What fascinates the most is the harsh and post-apocalyptic setting: a dystopian America, which due to nuclear war, has become an irradiated wasteland, cramming 800 million people into the gargantuan Mega City 1. Plagued by overwhelming crime rates, things like courts and lawyers have been completely disbanded, in favor of the so called "Judges" - an all-controlling authority who act as judge, jury and executioner. Among these is Judge Dredd, our square-jawed leading character, who as we enter the story, has been assigned with investigating a triple homicide in one of the mega-complexes of the city. Alongside is Cassandra Anderson, a rookie in the force who tags along with Dredd as part of her evaluation.
It's the The Raid meets Escape from New York, when the mega-complex turns out to be the headquarters of a savage clan of criminals, who are distributing a new drug throughout the city called "Slow-Mo", which (as the name suggests) makes its users experience time at only 1% of the normal speed. An effect which, throughout the film, is also brilliantly utilized as an ultra-cool visual highlight.
Beneath the big helmet of Judge Dredd, is a laconic Karl Urban, who really nails the no-nonsense attitude required for the role. The character who appealed to me the most though was Olivia Thirlby as Cassandra - the young, aspiring Judge, who due to a genetic mutation has the psychic power to read and enter people's minds. Another formidable presence is Game of Thrones star Lena Headey, in a commanding performance as Ma-Ma, the leader of the ruthless gangster clan.
There may not be much in terms of character development, but I suppose that's grasping at straws, in consideration to what we're dealing with here. It's not a 19th century period drama and should not be treated as such. Besides, as far as re-makes go, this is one of the better ones I've seen and one of the rare few instances where a new adaptation was completely justified. And as much as I'm a fan of Sylvester Stallone, I'm not gonna deny that the precursor from -95 was mostly camp and misfires.
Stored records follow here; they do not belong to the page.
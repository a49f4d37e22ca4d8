use eventide_core::{
    event::{Event, StreamId, StreamIdentity},
    store::{Snapshot, StreamState},
};
use sqlx::{PgConnection, Postgres, QueryBuilder, Row, postgres::PgRow};

use crate::Error;

pub(in crate::store) const SELECT_EVENTS: &str = "SELECT seq_id, id, stream_id, version, data, \
                                                  type, dotnet_type, timestamp, tenant_id, \
                                                  is_archived FROM events";

/// Bind a stream id with the column type of its kind.
pub(in crate::store) fn push_stream_id(qb: &mut QueryBuilder<'_, Postgres>, id: &StreamId) {
    match id {
        StreamId::Guid(guid) => qb.push_bind(*guid),
        StreamId::Key(key) => qb.push_bind(key.clone()),
    };
}

/// `LIMIT` argument; Postgres has no unsigned integers.
pub(in crate::store) fn limit(limit: usize) -> i64 {
    i64::try_from(limit).unwrap_or(i64::MAX)
}

fn decode_stream_id(row: &PgRow, column: &str, identity: StreamIdentity) -> Result<StreamId, sqlx::Error> {
    match identity {
        StreamIdentity::AsGuid => row.try_get::<uuid::Uuid, _>(column).map(StreamId::Guid),
        StreamIdentity::AsString => row.try_get::<String, _>(column).map(StreamId::Key),
    }
}

pub(in crate::store) fn decode_event(row: &PgRow, identity: StreamIdentity) -> Result<Event, sqlx::Error> {
    let data: sqlx::types::Json<serde_json::Value> = row.try_get("data")?;
    Ok(Event {
        sequence: row.try_get("seq_id")?,
        id: row.try_get("id")?,
        stream_id: decode_stream_id(row, "stream_id", identity)?,
        version: row.try_get("version")?,
        alias: row.try_get("type")?,
        type_name: row.try_get("dotnet_type")?,
        data: data.0,
        timestamp: row.try_get("timestamp")?,
        tenant_id: row.try_get("tenant_id")?,
        is_archived: row.try_get("is_archived")?,
    })
}

pub(in crate::store) fn decode_events(rows: &[PgRow], identity: StreamIdentity) -> Result<Vec<Event>, sqlx::Error> {
    rows.iter().map(|row| decode_event(row, identity)).collect()
}

pub(in crate::store) fn decode_stream_state(
    row: &PgRow,
    identity: StreamIdentity,
) -> Result<StreamState, sqlx::Error> {
    Ok(StreamState {
        id: decode_stream_id(row, "id", identity)?,
        tenant_id: row.try_get("tenant_id")?,
        version: row.try_get("version")?,
        aggregate_type: row.try_get("type")?,
        created: row.try_get("created")?,
        last_updated: row.try_get("timestamp")?,
        is_archived: row.try_get("is_archived")?,
        snapshot_version: row.try_get("snapshot_version")?,
    })
}

pub(in crate::store) async fn select_snapshot(
    conn: &mut PgConnection,
    tenant_id: &str,
    id: &StreamId,
) -> Result<Option<Snapshot>, Error> {
    let mut qb = QueryBuilder::<Postgres>::new(
        "SELECT snapshot_version, snapshot FROM streams WHERE snapshot IS NOT NULL AND tenant_id = ",
    );
    qb.push_bind(tenant_id).push(" AND id = ");
    push_stream_id(&mut qb, id);

    let Some(row) = qb.build().fetch_optional(&mut *conn).await? else {
        return Ok(None);
    };
    let data: sqlx::types::Json<serde_json::Value> = row.try_get("snapshot")?;
    Ok(Some(Snapshot {
        version: row.try_get("snapshot_version")?,
        data: data.0,
    }))
}

pub(in crate::store) async fn select_document(
    conn: &mut PgConnection,
    tenant_id: &str,
    kind: &str,
    id: &str,
) -> Result<Option<serde_json::Value>, Error> {
    let data: Option<sqlx::types::Json<serde_json::Value>> = sqlx::query_scalar(
        "SELECT data FROM projected_documents WHERE tenant_id = $1 AND kind = $2 AND id = $3",
    )
    .bind(tenant_id)
    .bind(kind)
    .bind(id)
    .fetch_optional(&mut *conn)
    .await?;
    Ok(data.map(|json| json.0))
}
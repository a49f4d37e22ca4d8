//! Paged event loading for async shards.

use std::sync::Arc;

use crate::{
    daemon::DaemonError,
    event::Event,
    options::StoreOptions,
    store::{EventFilter, EventStore},
};

/// What to load: events with `floor < sequence <= high_water`.
#[derive(Clone, Debug, PartialEq, Eq)]
pub struct PageRequest {
    pub floor: i64,
    pub high_water: i64,
    pub batch_size: usize,
    pub filter: EventFilter,
}

/// A loaded page. The shard may record `ceiling` as its progress once the
/// page is applied, even if some sequences in range were filtered out.
#[derive(Clone, Debug, PartialEq)]
pub struct EventPage {
    pub floor: i64,
    pub ceiling: i64,
    pub events: Vec<Event>,
}

impl EventPage {
    #[must_use]
    pub const fn advances(&self) -> bool {
        self.ceiling > self.floor
    }
}

/// Loads bounded pages of events below the high-water mark.
pub struct EventLoader<S> {
    store: Arc<S>,
    options: Arc<StoreOptions>,
}

impl<S: EventStore> EventLoader<S> {
    #[must_use]
    pub const fn new(store: Arc<S>, options: Arc<StoreOptions>) -> Self {
        Self { store, options }
    }

    /// Load the next page.
    ///
    /// A full page ends at the last fetched sequence; a short page means the
    /// range is exhausted and ends at `high_water`. Unknown event types are
    /// screened out after the ceiling is fixed, so skipping them never holds
    /// a shard back. A zero batch size is treated as one.
    ///
    /// # Errors
    ///
    /// Returns [`DaemonError::UnknownEventType`] under the failing policy, or
    /// a backend failure.
    #[tracing::instrument(skip(self, request), fields(floor = request.floor, high_water = request.high_water))]
    pub async fn load(&self, request: &PageRequest) -> Result<EventPage, DaemonError<S::Error>> {
        if request.high_water <= request.floor {
            return Ok(EventPage {
                floor: request.floor,
                ceiling: request.floor,
                events: Vec::new(),
            });
        }

        let batch_size = if request.batch_size == 0 {
            tracing::warn!("page requested with a batch size of zero, loading one event");
            1
        } else {
            request.batch_size
        };
        let fetched = self
            .store
            .load_events_between(request.floor, request.high_water, batch_size, &request.filter)
            .await
            .map_err(DaemonError::Store)?;

        let ceiling = if fetched.len() >= batch_size {
            fetched.last().map_or(request.high_water, |e| e.sequence)
        } else {
            request.high_water
        };

        let events = self
            .options
            .events
            .screen(fetched, self.options.unknown_events)?;
        tracing::trace!(events = events.len(), ceiling, "page loaded");

        Ok(EventPage {
            floor: request.floor,
            ceiling,
            events,
        })
    }
}

#[cfg(test)]
mod tests {
    use chrono::Utc;
    use uuid::Uuid;

    use super::*;
    use crate::{
        event::{StreamId, UnknownEventPolicy},
        store::{NewStream, StoreTransaction, inmemory},
    };

    #[derive(serde::Serialize)]
    struct Ping;

    async fn seeded(count: i64, options: StoreOptions) -> EventLoader<inmemory::Store> {
        let store = inmemory::Store::new();
        let descriptor = options.events.register::<Ping>();
        let mut tx = store.begin().await.unwrap();
        let id = StreamId::from("s");
        tx.insert_stream(&NewStream {
            id: id.clone(),
            tenant_id: "*DEFAULT*".into(),
            aggregate_type: None,
            version: count,
            timestamp: Utc::now(),
        })
        .await
        .unwrap();
        let events: Vec<Event> = (1..=count)
            .map(|version| Event {
                sequence: 0,
                id: Uuid::new_v4(),
                stream_id: id.clone(),
                version,
                alias: descriptor.alias.clone(),
                type_name: if version == 2 {
                    "retired::Pong".into()
                } else {
                    descriptor.type_name.clone()
                },
                data: serde_json::Value::Null,
                timestamp: Utc::now(),
                tenant_id: "*DEFAULT*".into(),
                is_archived: false,
            })
            .collect();
        tx.insert_events(&events).await.unwrap();
        tx.commit().await.unwrap();
        EventLoader::new(Arc::new(store), Arc::new(options))
    }

    fn request(floor: i64, high_water: i64, batch_size: usize) -> PageRequest {
        PageRequest {
            floor,
            high_water,
            batch_size,
            filter: EventFilter::all(),
        }
    }

    #[tokio::test]
    async fn empty_range_yields_empty_page_at_floor() {
        let loader = seeded(5, StoreOptions::new()).await;
        let page = loader.load(&request(5, 5, 10)).await.unwrap();
        assert_eq!(page.ceiling, 5);
        assert!(page.events.is_empty());
        assert!(!page.advances());
    }

    #[tokio::test]
    async fn full_page_ends_at_last_fetched_sequence() {
        let loader = seeded(10, StoreOptions::new()).await;
        let page = loader.load(&request(0, 8, 3)).await.unwrap();
        assert_eq!(page.ceiling, 3);
        // sequence 2 has an unregistered type and is skipped after paging
        let seqs: Vec<i64> = page.events.iter().map(|e| e.sequence).collect();
        assert_eq!(seqs, vec![1, 3]);
    }

    #[tokio::test]
    async fn short_page_ends_at_high_water() {
        let loader = seeded(10, StoreOptions::new()).await;
        let page = loader.load(&request(6, 8, 5)).await.unwrap();
        assert_eq!(page.ceiling, 8);
        assert_eq!(page.events.len(), 2);
        assert!(page.events.iter().all(|e| e.sequence <= 8));
    }

    #[tokio::test]
    async fn zero_batch_size_still_advances() {
        let loader = seeded(5, StoreOptions::new()).await;
        let page = loader.load(&request(0, 5, 0)).await.unwrap();
        assert_eq!(page.ceiling, 1);
        assert!(page.advances());
        assert_eq!(page.events.len(), 1);

        let settings = crate::daemon::DaemonSettings::default().batch_size(0);
        assert_eq!(settings.batch_size, 1);
    }

    #[tokio::test]
    async fn failing_policy_surfaces_unknown_types() {
        let options = StoreOptions::new().unknown_events(UnknownEventPolicy::Fail);
        let loader = seeded(3, options).await;
        let error = loader.load(&request(0, 3, 10)).await.unwrap_err();
        assert!(matches!(
            error,
            DaemonError::UnknownEventType(ref unknown) if unknown.sequence == 2
        ));
    }
}
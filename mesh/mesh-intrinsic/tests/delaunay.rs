//! Delaunay flipping and refinement over concrete meshes.

#![allow(clippy::unwrap_used)]
#![allow(clippy::expect_used)]

use mesh_halfedge::{EdgeData, HalfedgeMesh, SurfacePoint};
use mesh_intrinsic::{IntegerTriangulation, RefineParams, SignpostTriangulation};

/// Regular unit tetrahedron.
fn tetrahedron() -> (HalfedgeMesh, EdgeData<f64>) {
    let mesh = HalfedgeMesh::from_faces(4, &[[0, 2, 1], [0, 1, 3], [1, 2, 3], [2, 0, 3]]).unwrap();
    let lengths = EdgeData::new(mesh.n_edges_capacity(), 1.0);
    (mesh, lengths)
}

/// Regular octahedron with unit edges: every face equilateral.
fn octahedron() -> (HalfedgeMesh, EdgeData<f64>) {
    // Vertices: 0, 1 poles; 2..6 equator.
    let faces = [
        [0, 2, 3],
        [0, 3, 4],
        [0, 4, 5],
        [0, 5, 2],
        [1, 3, 2],
        [1, 4, 3],
        [1, 5, 4],
        [1, 2, 5],
    ];
    let mesh = HalfedgeMesh::from_faces(6, &faces).unwrap();
    let lengths = EdgeData::new(mesh.n_edges_capacity(), 1.0);
    (mesh, lengths)
}

/// A long thin sheared strip whose forward diagonals are not Delaunay.
///
/// Bottom row at (10 i, 0), top row at (10 i + 1, 1); each quad is split
/// along the long forward diagonal, which the opposite apex's circumcircle
/// contains.
fn sheared_strip(quads: usize) -> (HalfedgeMesh, EdgeData<f64>) {
    let n = quads + 1;
    let position = |v: usize| -> [f64; 2] {
        if v < n {
            [10.0 * v as f64, 0.0]
        } else {
            [10.0 * (v - n) as f64 + 1.0, 1.0]
        }
    };
    let mut faces = Vec::new();
    for i in 0..quads {
        let (b0, b1) = (i as u32, i as u32 + 1);
        let (t0, t1) = (n as u32 + i as u32, n as u32 + i as u32 + 1);
        faces.push([b0, b1, t1]);
        faces.push([b0, t1, t0]);
    }
    let mesh = HalfedgeMesh::from_faces(2 * n, &faces).unwrap();
    let mut lengths = EdgeData::new(mesh.n_edges_capacity(), 0.0);
    for e in mesh.edges() {
        let h = mesh.halfedge(e);
        let a = position(mesh.tail(h).index());
        let b = position(mesh.head(h).index());
        lengths[e] = ((a[0] - b[0]).powi(2) + (a[1] - b[1]).powi(2)).sqrt();
    }
    (mesh, lengths)
}

#[test]
fn tetrahedron_is_already_delaunay() {
    let (mesh, lengths) = tetrahedron();
    let mut tri = IntegerTriangulation::new(&mesh, &lengths).unwrap();

    let outcome = tri.flip_to_delaunay();
    assert_eq!(outcome.flips, 0);
    assert!(tri.is_delaunay());
    for e in tri.mesh().edges() {
        assert_eq!(tri.normal_coordinates().coordinate(e), 0);
    }
}

#[test]
fn octahedron_refine_inserts_nothing() {
    let (mesh, lengths) = octahedron();
    let mut tri = IntegerTriangulation::new(&mesh, &lengths).unwrap();

    let outcome = tri
        .delaunay_refine(&RefineParams::with_angle_threshold(25.0))
        .unwrap();
    assert_eq!(outcome.insertions(), 0);
    assert!(tri.min_angle_degrees() >= 25.0);
    assert_eq!(tri.mesh().n_vertices(), 6);
}

#[test]
fn strip_flips_to_delaunay() {
    let (mesh, lengths) = sheared_strip(5);
    let mut tri = IntegerTriangulation::new(&mesh, &lengths).unwrap();
    assert!(!tri.is_delaunay());

    let outcome = tri.flip_to_delaunay();
    assert!(outcome.flips > 0);
    assert!(tri.is_delaunay());

    // Flips preserve the manifold and its metric validity.
    assert_eq!(tri.mesh().euler_characteristic(), 1);
    tri.mesh().validate().unwrap();
    for f in tri.mesh().faces() {
        assert!(tri.geometry().satisfies_triangle_inequality(tri.mesh(), f));
        assert!(tri.normal_coordinates().face_is_valid(tri.mesh(), f));
    }
    // At least one flipped edge crosses its former diagonal.
    let total: i64 = tri
        .mesh()
        .edges()
        .map(|e| tri.normal_coordinates().coordinate(e).max(0))
        .sum();
    assert!(total > 0);
}

#[test]
fn flipping_an_edge_twice_restores_coordinates() {
    let (mesh, lengths) = sheared_strip(3);
    let mut tri = IntegerTriangulation::new(&mesh, &lengths).unwrap();

    let diagonal = tri
        .mesh()
        .edges()
        .find(|&e| !tri.is_fixed(e))
        .unwrap();
    let quad_edges: Vec<_> = {
        let h = tri.mesh().halfedge(diagonal);
        [
            tri.mesh().next(h),
            tri.mesh().prev(h),
            tri.mesh().next(h.twin()),
            tri.mesh().prev(h.twin()),
        ]
        .iter()
        .map(|he| he.edge())
        .collect()
    };
    let before: Vec<i64> = quad_edges
        .iter()
        .map(|&e| tri.normal_coordinates().coordinate(e))
        .collect();
    let diag_before = tri.normal_coordinates().coordinate(diagonal);
    let length_before = tri.geometry().length(diagonal);

    assert!(tri.flip_edge_if_possible(diagonal));
    assert_eq!(tri.normal_coordinates().coordinate(diagonal), 1);
    assert!(tri.flip_edge_if_possible(diagonal));

    assert_eq!(tri.normal_coordinates().coordinate(diagonal), diag_before);
    let after: Vec<i64> = quad_edges
        .iter()
        .map(|&e| tri.normal_coordinates().coordinate(e))
        .collect();
    assert_eq!(before, after);
    assert!((tri.geometry().length(diagonal) - length_before).abs() < 1e-9);
}

#[test]
fn marked_edges_never_flip() {
    let (mesh, lengths) = sheared_strip(4);
    let mut tri = IntegerTriangulation::new(&mesh, &lengths).unwrap();

    let diagonal = tri.mesh().edges().find(|&e| !tri.is_fixed(e)).unwrap();
    tri.mark_edge(diagonal);
    assert!(tri.is_fixed(diagonal));
    assert!(!tri.flip_edge_if_possible(diagonal));

    let h = tri.mesh().halfedge(diagonal);
    let (a, c) = (tri.mesh().tail(h), tri.mesh().head(h));
    tri.flip_to_delaunay();
    // The marked diagonal survives with its endpoints.
    let h = tri.mesh().halfedge(diagonal);
    assert_eq!(tri.mesh().tail(h), a);
    assert_eq!(tri.mesh().head(h), c);
}

#[test]
fn integer_and_signpost_agree_on_delaunay_lengths() {
    let (mesh, lengths) = sheared_strip(5);
    let mut integer = IntegerTriangulation::new(&mesh, &lengths).unwrap();
    let mut signpost = SignpostTriangulation::new(&mesh, &lengths).unwrap();

    integer.flip_to_delaunay();
    signpost.flip_to_delaunay();

    assert!(integer.is_delaunay());
    assert!(signpost.is_delaunay());
    assert_eq!(integer.mesh().n_edges(), signpost.mesh().n_edges());

    let mut a: Vec<f64> = integer
        .mesh()
        .edges()
        .map(|e| integer.geometry().length(e))
        .collect();
    let mut b: Vec<f64> = signpost
        .mesh()
        .edges()
        .map(|e| signpost.geometry().length(e))
        .collect();
    a.sort_by(f64::total_cmp);
    b.sort_by(f64::total_cmp);
    for (la, lb) in a.iter().zip(&b) {
        assert!((la - lb).abs() < 1e-5, "{la} vs {lb}");
    }
}

#[test]
fn refinement_improves_the_strip() {
    let (mesh, lengths) = sheared_strip(4);
    let mut tri = IntegerTriangulation::new(&mesh, &lengths).unwrap();
    let initial_min = tri.min_angle_degrees();

    let params = RefineParams::with_angle_threshold(25.0).max_insertions(200);
    let outcome = tri.delaunay_refine(&params).unwrap();

    assert!(outcome.insertions() > 0);
    assert!(tri.is_delaunay());
    assert!(tri.mesh().n_vertices() > mesh.n_vertices());
    assert!(outcome.final_min_angle_degrees >= initial_min);
    assert_eq!(tri.mesh().euler_characteristic(), 1);
    tri.mesh().validate().unwrap();
    for f in tri.mesh().faces() {
        assert!(tri.geometry().satisfies_triangle_inequality(tri.mesh(), f));
        assert!(tri.normal_coordinates().face_is_valid(tri.mesh(), f));
    }
}

#[test]
fn signpost_refinement_improves_the_strip() {
    let (mesh, lengths) = sheared_strip(4);
    let mut tri = SignpostTriangulation::new(&mesh, &lengths).unwrap();
    let initial_min = tri.min_angle_degrees();

    let params = RefineParams::with_angle_threshold(25.0).max_insertions(200);
    let outcome = tri.delaunay_refine(&params).unwrap();

    assert!(outcome.insertions() > 0);
    assert!(tri.is_delaunay());
    assert!(tri.mesh().n_vertices() > mesh.n_vertices());
    assert!(outcome.final_min_angle_degrees >= initial_min);
    assert_eq!(tri.mesh().euler_characteristic(), 1);
    tri.mesh().validate().unwrap();
    for f in tri.mesh().faces() {
        assert!(tri.geometry().satisfies_triangle_inequality(tri.mesh(), f));
    }
    // Every inserted vertex received a location on the input surface.
    for v in tri.mesh().vertices() {
        match tri.location(v) {
            SurfacePoint::Vertex(u) => assert!(mesh.vertex_is_live(u)),
            SurfacePoint::Edge(e, t) => {
                assert!(mesh.edge_is_live(e));
                assert!((0.0..=1.0).contains(&t));
            }
            SurfacePoint::Face(f, bary) => {
                assert!(mesh.face_is_live(f));
                assert!(bary.iter().all(|&b| (-1e-3..=1.0 + 1e-3).contains(&b)));
            }
        }
    }
}

#[test]
fn refinement_respects_insertion_cap() {
    let (mesh, lengths) = sheared_strip(6);
    let mut tri = IntegerTriangulation::new(&mesh, &lengths).unwrap();

    let params = RefineParams::with_angle_threshold(25.0).max_insertions(2);
    let outcome = tri.delaunay_refine(&params).unwrap();
    assert!(outcome.insertions() <= 2);
}

#[test]
fn callbacks_fire_on_flip_and_split() {
    use std::cell::RefCell;
    use std::rc::Rc;

    let (mesh, lengths) = sheared_strip(3);
    let mut tri = IntegerTriangulation::new(&mesh, &lengths).unwrap();

    let flips = Rc::new(RefCell::new(Vec::new()));
    let splits = Rc::new(RefCell::new(Vec::new()));
    let flips_in = Rc::clone(&flips);
    let splits_in = Rc::clone(&splits);
    let _flip_token = tri
        .callbacks()
        .on_edge_flip(move |e| flips_in.borrow_mut().push(e));
    let _split_token = tri
        .callbacks()
        .on_edge_split(move |e, _, _| splits_in.borrow_mut().push(e));

    let diagonal = tri.mesh().edges().find(|&e| !tri.is_fixed(e)).unwrap();
    assert!(tri.flip_edge_if_possible(diagonal));
    assert_eq!(flips.borrow().as_slice(), &[diagonal]);

    let interior = tri.mesh().edges().find(|&e| !tri.is_fixed(e)).unwrap();
    tri.split_edge(interior, 0.5).unwrap().unwrap();
    assert_eq!(splits.borrow().as_slice(), &[interior]);
}
//! Intrinsic triangulations over a fixed input surface.
//!
//! An intrinsic triangulation keeps its own connectivity and per-edge
//! lengths while staying in exact correspondence with an immutable input
//! mesh. This crate provides:
//!
//! - [`IntegerTriangulation`] - the integer-coordinate representation:
//!   every intrinsic edge counts the input edges crossing it, so
//!   correspondence queries are exact
//! - [`SignpostTriangulation`] - the floating-point alternative encoding
//!   per-half-edge direction angles
//! - [`IntrinsicTriangulation`] - the capability trait both satisfy
//! - [`flip_to_delaunay`] / [`delaunay_refine`] - Delaunay flipping and
//!   Chew-style intrinsic refinement over either representation
//! - [`CommonSubdivision`] - the planar overlay of both triangulations
//!
//! Topology changes (edge flips, edge splits, vertex insertion and
//! removal) update connectivity, lengths, normal coordinates, roundabouts,
//! and vertex locations in lockstep, and invoke registered callbacks after
//! committing. Normal-coordinate updates are exact integer arithmetic;
//! floating point only enters through lengths and layouts.
//!
//! # Example
//!
//! ```
//! use mesh_halfedge::{EdgeData, HalfedgeMesh};
//! use mesh_intrinsic::{IntegerTriangulation, RefineParams};
//!
//! // A unit tetrahedron: already intrinsically Delaunay.
//! let mesh =
//!     HalfedgeMesh::from_faces(4, &[[0, 2, 1], [0, 1, 3], [1, 2, 3], [2, 0, 3]]).unwrap();
//! let lengths = EdgeData::new(mesh.n_edges_capacity(), 1.0);
//!
//! let mut tri = IntegerTriangulation::new(&mesh, &lengths)?;
//! let outcome = tri.flip_to_delaunay();
//!
//! assert_eq!(outcome.flips, 0);
//! assert!(tri.is_delaunay());
//! # Ok::<(), mesh_intrinsic::IntrinsicError>(())
//! ```
//!
//! `RefineParams` drives Chew-style refinement the same way:
//!
//! ```
//! # use mesh_halfedge::{EdgeData, HalfedgeMesh};
//! # use mesh_intrinsic::{IntegerTriangulation, RefineParams};
//! # let mesh =
//! #     HalfedgeMesh::from_faces(4, &[[0, 2, 1], [0, 1, 3], [1, 2, 3], [2, 0, 3]]).unwrap();
//! # let lengths = EdgeData::new(mesh.n_edges_capacity(), 1.0);
//! let mut tri = IntegerTriangulation::new(&mesh, &lengths)?;
//! let params = RefineParams::with_angle_threshold(25.0).max_insertions(100);
//! let outcome = tri.delaunay_refine(&params)?;
//! assert!(tri.min_angle_degrees() >= 25.0);
//! # let _ = outcome;
//! # Ok::<(), mesh_intrinsic::IntrinsicError>(())
//! ```

// Safety: Deny unwrap/expect in library code. Tests may use them (workspace warns).
#![cfg_attr(not(test), deny(clippy::unwrap_used, clippy::expect_used))]

mod callbacks;
mod core;
mod correspond;
mod delaunay;
mod error;
mod geometry;
mod normal_coords;
mod params;
mod result;
mod signpost;
mod subdivision;
mod trace;
mod traits;
mod triangulation;

pub use callbacks::{CallbackRegistry, CallbackToken};
pub use self::core::TRIANGLE_TEST_EPS;
pub use delaunay::{delaunay_refine, flip_edges_to_delaunay, flip_to_delaunay};
pub use error::{IntrinsicError, IntrinsicResult};
pub use geometry::{
    barycentric_of_point, corner_angle_from_lengths, face_layout_from_lengths,
    halfedge_cotan_weight, place_third_vertex, point_from_barycentric, EdgeLengthGeometry,
};
pub use normal_coords::{
    corner_arcs, emanating_arcs, flip_normal_coordinates, insert_normal_coordinates,
    split_normal_coordinates, FlipQuad, FlipUpdate, InsertUpdate, NormalCoordinates,
    SplitEdgePrism, SplitUpdate,
};
pub use params::RefineParams;
pub use result::{FlipOutcome, RefineOutcome};
pub use signpost::SignpostTriangulation;
pub use subdivision::{
    CommonSubdivision, SubdivisionFace, SubdivisionPoint, SubdivisionPointSource,
};
pub use trace::{CompoundCurve, CurveCrossing, CurvePiece};
pub use traits::IntrinsicTriangulation;
pub use triangulation::{IntegerTriangulation, RefinementInsertion};

// Re-export the surface-point type alongside the triangulations that speak
// it.
pub use mesh_halfedge::SurfacePoint;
In an ironic twist of fate, however, this altogether superior version really bombed at the box-office. For one reason or another, audiences failed to show up, which is a pity indeed as it deserves so much more. Either way, I'm definitely counting it among my favourite action films of 2012. It may be grimy, unapologetic and hyper-violent to its very core. But have no fear, citizen. For there is nothing to dread but Dredd himself.